I’ve said before that I try to keep my focus on American politics with an emphasis on how it affects Mississippi, and I really try to stay out of the whole Israel/Palestine argument. Thanks to the machinations of Israeli politics, it looks almost certain that current Prime Minister Benjamin Netanyahu is on the way out. At twelve years, he’s the country’s longest-serving prime minister and since his run has been colorful, to say the least, he’s managed to hang on to power by hook or by crook.

It should be noted that Israel’s approach to deciding who runs the country is more like the United Kingdom than ours. In short, the various parties in parliament called the Knesset – and there’s more than just two – tussle between each other with whoever having the most swing is the leading party. Whoever leads that party, then, is the prime minister. For the past twelve years – and a three-year abortive run in the late nineties – that’s been Netanyahu.

And that little quirk is how he’s getting ousted from power. A coalition of the various parties from across the board, from leftist to harder right than Netanyahu’s Likud party, got it together today with the sole purpose of booting him out of the driver’s seat. In fact, they got it done with less than forty minutes to go in the parliamentary session. Interestingly, the coalition was joined by a small Islamist party, the United Arab List, the first time that’s ever happened. It probably won’t translate into much for them, but it is a foot in the door.

While nothing is written in stone and Netanyahu still has some daylight to make something happen, it’s generally agreed the next Prime Minister of Israel will most likely be Naftali Bennett, the head of the aforementioned far-right Yamina party. He’ll be the head for the first two years of a four-year term wherein he’ll swap places with incoming foreign minister Yair Lapid of the centrist Yesh Atid party.

I know this all sounds wonky to American ears, but that’s how quite a number of countries do things. Israel does have a president but that’s largely a ceremonial role. They’re Head of State while the Prime Minister is the Head of Government, where the real power lies. I don’t know enough to know how this change will affect relations with the U.S. nor what it’ll mean for the current flare-up in Israeli-Palestinian tensions, but there you go. If nothing else, it should be a lesson in how politics all over the world is a dirty business.

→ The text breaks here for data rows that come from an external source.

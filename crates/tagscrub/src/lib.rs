//! # tagscrub
//!
//! Strips HTML markup and encoded entities from the two free-text columns of
//! Excel workbooks exported by the CİMER complaint system, and writes the
//! workbook back with nothing else changed.
//!
//! ## Pipeline
//!
//! For every worksheet:
//!
//! 1. [`resolve_columns`] finds the "Başvuru İçeriği" and "Metin" columns
//!    in the header row, falling back to H and J.
//! 2. Every non-empty row below the header is visited; each target cell's
//!    text ([`extract_text`]) is run through [`clean_text`] and written back
//!    with [`write_text`] when it changed.
//!
//! The XLSX side is handled by [`tagscrub_xlsx`]: only the cells that were
//! rewritten are patched into the package.
//!
//! ## Example
//!
//! ```no_run
//! use tagscrub::{output_file_name, scrub_bytes, ScrubConfig};
//!
//! let input = std::fs::read("başvurular.xlsx")?;
//! let config = ScrubConfig::default();
//! let output = scrub_bytes(Some(&input), &config)?;
//!
//! println!("{} cells cleaned", output.report.cells_cleaned);
//! std::fs::write(output_file_name("başvurular.xlsx", &config.output_suffix), output.bytes)?;
//! # Ok::<(), Box<dyn std::error::Error>>(())
//! ```

pub mod columns;
pub mod config;
pub mod error;
pub mod process;
pub mod sanitize;

pub use columns::{resolve_columns, ColumnIndex, ColumnOrigin, ResolvedColumn, ResolvedColumns};
pub use config::{ColumnRules, ScrubConfig};
pub use error::{ScrubError, ScrubResult};
pub use process::{process_workbook, scrub_worksheet, ScrubReport, SheetReport, WorkbookScrubExt};
pub use sanitize::{clean_text, extract_text, write_text};

// Re-export the model and I/O types callers need alongside the pipeline
pub use tagscrub_core::{CellValue, Workbook, Worksheet};
pub use tagscrub_xlsx::{XlsxDocument, XlsxError, XlsxReader, XlsxWriter};

/// Cleaned package plus what was done to it
#[derive(Debug, Clone)]
pub struct ScrubOutput {
    pub bytes: Vec<u8>,
    pub report: ScrubReport,
}

/// Scrub a loaded document in place
pub fn scrub_document(doc: &mut XlsxDocument, config: &ScrubConfig) -> ScrubReport {
    doc.workbook_mut().scrub(config)
}

/// Run the whole pipeline over an in-memory workbook file.
///
/// `None` stands for "no file chosen" and yields
/// [`ScrubError::NoFileSelected`]. Load and save failures carry the
/// package error unchanged. Nothing is returned on failure.
pub fn scrub_bytes(input: Option<&[u8]>, config: &ScrubConfig) -> ScrubResult<ScrubOutput> {
    let input = input.ok_or(ScrubError::NoFileSelected)?;

    let mut doc = XlsxReader::read_bytes(input.to_vec()).map_err(ScrubError::Load)?;
    let report = scrub_document(&mut doc, config);
    let bytes = XlsxWriter::write_to_vec(&doc).map_err(ScrubError::Serialize)?;

    Ok(ScrubOutput { bytes, report })
}

/// Name of the cleaned file: the input's extension (if any) is replaced by
/// `{suffix}.xlsx`, so `kayit.xls` becomes `kayit_temizlenmis.xlsx` with the
/// default suffix. Only the final path component is considered.
pub fn output_file_name(input_name: &str, suffix: &str) -> String {
    let (dir, file) = match input_name.rfind(['/', '\\']) {
        Some(pos) => input_name.split_at(pos + 1),
        None => ("", input_name),
    };
    let stem = match file.rfind('.') {
        Some(pos) if pos > 0 => &file[..pos],
        _ => file,
    };
    format!("{dir}{stem}{suffix}.xlsx")
}
//! Cell-related types
//!
//! - [`CellValue`] - the value stored in a cell, including the text-bearing
//!   variants ([`RichText`], [`Hyperlink`])
//! - [`CellAddress`] / [`CellRange`] - A1-style locations
//! - [`CellData`] - value plus style index

mod address;
mod data;
mod rich_text;
mod value;

pub use address::{CellAddress, CellRange};
pub use data::CellData;
pub use rich_text::{RichText, RunFormat, TextRun};
pub use value::{CellError, CellValue, Hyperlink, HyperlinkTarget, SharedString};
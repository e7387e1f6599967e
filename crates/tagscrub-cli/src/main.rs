//! tagscrub CLI - strips HTML markup from exported workbooks

use anyhow::{Context, Result};
use clap::Parser;
use std::path::{Path, PathBuf};
use tagscrub::{output_file_name, scrub_bytes, ScrubConfig, ScrubError, ScrubReport};

#[derive(Parser, Debug)]
#[command(name = "tagscrub")]
#[command(
    author,
    version,
    about = "Remove HTML tags and entities from the text columns of an .xlsx workbook"
)]
struct Cli {
    /// Input workbook (.xlsx)
    input: Option<PathBuf>,

    /// Output file (default: next to the input, with the suffix added)
    #[arg(short, long)]
    output: Option<PathBuf>,

    /// JSON file overriding the column rules and output suffix
    #[arg(short, long)]
    config: Option<PathBuf>,

    /// Suffix for the default output name
    #[arg(long)]
    suffix: Option<String>,

    /// Clean and report without writing anything
    #[arg(long)]
    dry_run: bool,

    /// More log output (-v info, -vv debug, -vvv trace); RUST_LOG wins
    #[arg(short, long, action = clap::ArgAction::Count)]
    verbose: u8,
}

fn main() -> Result<()> {
    let cli = Cli::parse();
    init_logging(cli.verbose);

    let outcome = run(&cli)?;
    print_report(&outcome.report);
    match &outcome.written {
        Some(path) => eprintln!(
            "✓ Success! {} cells cleaned, saved to '{}'",
            outcome.report.cells_cleaned,
            path.display()
        ),
        None => eprintln!(
            "✓ {} cells would be cleaned (dry run, nothing written)",
            outcome.report.cells_cleaned
        ),
    }
    Ok(())
}

fn init_logging(verbose: u8) {
    let level = match verbose {
        0 => "warn",
        1 => "info",
        2 => "debug",
        _ => "trace",
    };
    env_logger::Builder::from_env(env_logger::Env::default().default_filter_or(level))
        .format_timestamp(None)
        .init();
}

/// What a run did
struct Outcome {
    report: ScrubReport,
    /// `None` on a dry run
    written: Option<PathBuf>,
}

fn run(cli: &Cli) -> Result<Outcome> {
    let input = cli.input.as_deref().ok_or(ScrubError::NoFileSelected)?;
    let config = load_config(cli)?;

    let bytes =
        std::fs::read(input).with_context(|| format!("Failed to read '{}'", input.display()))?;
    log::info!("read {} bytes from '{}'", bytes.len(), input.display());

    let output = scrub_bytes(Some(&bytes), &config)
        .with_context(|| format!("Failed to clean '{}'", input.display()))?;

    if cli.dry_run {
        return Ok(Outcome {
            report: output.report,
            written: None,
        });
    }

    let path = match &cli.output {
        Some(path) => path.clone(),
        None => default_output_path(input, &config.output_suffix)?,
    };
    std::fs::write(&path, &output.bytes)
        .with_context(|| format!("Failed to write '{}'", path.display()))?;
    log::info!("wrote {} bytes to '{}'", output.bytes.len(), path.display());

    Ok(Outcome {
        report: output.report,
        written: Some(path),
    })
}

/// Defaults, then the config file, then `--suffix`
fn load_config(cli: &Cli) -> Result<ScrubConfig> {
    let mut config = match &cli.config {
        Some(path) => {
            let json = std::fs::read_to_string(path)
                .with_context(|| format!("Failed to read config '{}'", path.display()))?;
            ScrubConfig::from_json_str(&json)
                .with_context(|| format!("Invalid config '{}'", path.display()))?
        }
        None => ScrubConfig::default(),
    };
    if let Some(suffix) = &cli.suffix {
        config.output_suffix = suffix.clone();
    }
    Ok(config)
}

fn default_output_path(input: &Path, suffix: &str) -> Result<PathBuf> {
    let name = input
        .file_name()
        .with_context(|| format!("'{}' has no file name", input.display()))?;
    Ok(input.with_file_name(output_file_name(&name.to_string_lossy(), suffix)))
}

fn print_report(report: &ScrubReport) {
    for sheet in &report.sheets {
        eprintln!(
            "  {}: {} cleaned, {} rows (application column {} [{}], text column {} [{}])",
            sheet.name,
            sheet.cells_cleaned,
            sheet.rows_visited,
            sheet.columns.application.index,
            sheet.columns.application.origin,
            sheet.columns.text.index,
            sheet.columns.text.origin,
        );
    }
}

Speaking of political bullshit, Washington’s It-Girl Kyrsten Sinema is in the bullseye these days. She missed the very important vote this past weekend that would have established a bipartisan commission to investigate the whys, hows, and whos of the Great American Temper Tantrum on January 6. Along with fellow apostate Jim Manchin of West Virginia, Sinema’s been a thorn in the side of Joe Biden and Congressional Democrats’ slight lead in the Senate particularly in their efforts to do something about the filibuster which Republicans are using to kill any attempts to actually change things.

Although she identifies as bisexual, Sinema stood with virulent homophobe and feckless bigot John Cornyn of Texas to tell the world just why she missed that vote. Turns out she had a “personal family matter” and, no, you’re not getting anymore. Naturally, progressive elements within the party and voting base went nuts, partly because it took her four days to come up with such a weak sauce excuse.

And while it’s not really fair to call her an out-and-out Republican, Sinema does have a fairly conservative record. Both as a Senator – where she voted with Trump 25% of the time, the third most in the Democratic Party – and her former life as a U.S. Representative and Arizona state congress critter, her overall politics isn’t that far right. She’s being a pain about the whole filibuster business, though, leading some to wonder if she’ll swap parties. I think that’s a bit premature, but not as silly as the idea that Mitch McConnell has some sort of kompromat on her.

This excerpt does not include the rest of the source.